Katherine Mayer: world traveler, private investigator, business owner, badass.
It was my idea: We’d rent a car in Florence and drive the few hours north to the famous Cinque Terre. “But this is Italy, all the cars will be manual transmission”.
My brother proudly assured me that it would be no problem. He could do it. I made the reservation, and we got a ride from the farm about an hour outside the city where we had both been staying.
Card swiped, papers signed, I handed the keys over to my brother who, as we were pulling away from the rental agency with a jolt and a laugh, confessed that he would basically be learning how to drive stick on the way to the mountains.
“I mean, I know how it works, I just need a little practice!” Typical. We both still laugh at that.
We finally made it up to the northwestern coast, with only a few close calls from my brother trying not to roll into parked cars on the steep mountain roads that wind their way to the Italian Riviera. It’s a touristy place to visit, and when you make it out to one of the five villages (no cars allowed), it’s easy to understand why. They’re centuries-old villages hugging the edges of these huge cliffs that overlook the sea.
Each building a different hue of pink, blue, red, yellow, all subtly muted by the sun.
After a cappuccino and pastry on the plaza, we strolled around with no destination in mind… just taking in the elegance of this old fishing village.
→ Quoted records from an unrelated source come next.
#[cfg(test)]
mod tests {
    use super::*;
    use crate::event::Address;
    use crate::job::NodeId;
    use crate::section::testing::Harness;
    use crate::topology::NodeKind;
    use proptest::prelude::*;

    fn single(units: u32, classes: usize) -> Vec<PsType> {
        vec![PsType {
            units,
            compatible: ClassMask::all(classes),
        }]
    }

    fn close(a: &[f64], b: &[f64]) -> bool {
        a.len() == b.len() && a.iter().zip(b).all(|(x, y)| (x - y).abs() < 1e-9)
    }

    #[test]
    fn test_gps_splits_by_weight() {
        let alloc = allocate_rates(&PsPolicy::Gps(vec![2.0, 1.0]), &single(3, 2), &[5, 5], &[0, 0]);
        assert!(close(&alloc, &[2.0, 1.0]));
    }

    #[test]
    fn test_dps_scales_with_population() {
        let alloc = allocate_rates(&PsPolicy::Dps(vec![1.0, 1.0]), &single(2, 2), &[3, 1], &[0, 0]);
        assert!(close(&alloc, &[1.5, 0.5]));
    }

    #[test]
    fn test_egalitarian_splits_by_class_not_population() {
        let alloc = allocate_rates(&PsPolicy::egalitarian(2), &single(1, 2), &[2, 1], &[0, 0]);
        assert!(close(&alloc, &[0.5, 0.5]));
    }

    #[test]
    fn test_saturated_class_surplus_flows_on() {
        // Class 0 has a single job, so it cannot use more than one unit.
        let alloc = allocate_rates(&PsPolicy::Gps(vec![10.0, 1.0]), &single(4, 2), &[1, 5], &[0, 0]);
        assert!(close(&alloc, &[1.0, 3.0]));
    }

    #[test]
    fn test_priority_ps_serves_high_priority_first() {
        let alloc = allocate_rates(
            &PsPolicy::PriorityPs(vec![1.0, 1.0]),
            &single(3, 2),
            &[1, 5],
            &[1, 0],
        );
        assert!(close(&alloc, &[1.0, 2.0]));
    }

    #[test]
    fn test_incompatible_types_are_skipped() {
        let types = vec![
            PsType {
                units: 2,
                compatible: ClassMask::from_bits(vec![true, false]),
            },
            PsType {
                units: 1,
                compatible: ClassMask::from_bits(vec![true, true]),
            },
        ];
        let alloc = allocate_rates(&PsPolicy::Gps(vec![1.0, 1.0]), &types, &[4, 4], &[0, 0]);
        assert!(close(&alloc, &[2.5, 0.5]));
    }

    #[test]
    fn test_two_jobs_share_one_processor() {
        let mut h = Harness::chain(&[NodeKind::Queue], 1);
        let here = Address::service(NodeId(0));
        let mut ps = PsServer::new(PsConfig::egalitarian(1, vec![Some(Distribution::Deterministic(2.0))]));

        let a = h.job_at(ClassId(0), NodeId(0));
        let b = h.job_at(ClassId(0), NodeId(0));
        for job in [a, b] {
            let msg = h.message(Event::Job(job), Address::input(NodeId(0)), here);
            ps.handle(&mut h.kernel(here), &msg).unwrap();
        }
        assert!((ps.rate(ClassId(0)) - 0.5).abs() < 1e-12);
        h.drain_now();

        // Both finish together after four time units.
        let completion = h.next().unwrap();
        assert_eq!(completion.event, Event::PsCompletion);
        assert!((h.now() - 4.0).abs() < 1e-9);
        ps.handle(&mut h.kernel(here), &completion).unwrap();
        let outputs: Vec<_> = h
            .drain_events()
            .into_iter()
            .filter(|(to, _)| *to == Address::output(NodeId(0)))
            .collect();
        assert_eq!(outputs.len(), 2);
        assert_eq!(ps.sharing(), 0);
    }

    proptest! {
        #[test]
        fn prop_allocation_within_bounds(
            counts in prop::collection::vec(0usize..6, 3),
            weights in prop::collection::vec(0.1f64..5.0, 3),
            units in 1u32..5,
            dps in any::<bool>(),
        ) {
            let policy = if dps { PsPolicy::Dps(weights) } else { PsPolicy::Gps(weights) };
            let alloc = allocate_rates(&policy, &single(units, 3), &counts, &[0, 0, 0]);
            let total: f64 = alloc.iter().sum();
            let demand: usize = counts.iter().sum();

            prop_assert!(total <= f64::from(units) + 1e-9);
            for (a, n) in alloc.iter().zip(&counts) {
                prop_assert!(*a >= 0.0);
                prop_assert!(*a <= *n as f64 + 1e-9);
            }
            // Work conserving: capacity idles only when every job runs at full rate.
            let expected = f64::from(units).min(demand as f64);
            prop_assert!((total - expected).abs() < 1e-9);
        }

        #[test]
        fn prop_egalitarian_share_ignores_population(
            counts in prop::collection::vec(0usize..20, 2),
        ) {
            let alloc = allocate_rates(&PsPolicy::egalitarian(2), &single(1, 2), &counts, &[0, 0]);
            let present = counts.iter().filter(|n| **n > 0).count();

            for (a, n) in alloc.iter().zip(&counts) {
                let expected = if *n > 0 { 1.0 / present as f64 } else { 0.0 };
                prop_assert!((a - expected).abs() < 1e-14);
            }
            prop_assert!(alloc.iter().sum::<f64>() <= 1.0 + 1e-14);
        }
    }
}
We ended up spotting a hill, on top of which was an ancient fort with a tower that looked over the town.
My brother and I climbed up, somehow we were the only ones, and rose up above the hustle and bustle. When we got to the top we were speechless. It was completely silent, except for the unexpected sound of a tenor singing Italian opera accompanied by a piano. We looked at each other and turned toward the sound of the music.
From that vantage point, high above the village, we could see through a fourth-floor window with its shutters wide open, perfectly framing an older man standing with his hand on the edge of a grand piano belting out what I guessed was Verdi. Surely we were the only ones that could see him.
It wasn’t a performance. It wasn’t for the tourists- he was just rehearsing with his accompanist, though it felt as though he could have been singing purely for the joy of singing. And how special did we feel? An audience of two, unbeknownst to our special performer in our silence above it all, receiving what felt like a gift. I remember in that moment of repose, the wind in my hair and the sun on my cheek and the sound of this man singing in my ears, feeling just astounded, in disbelief, at how beautiful life can be.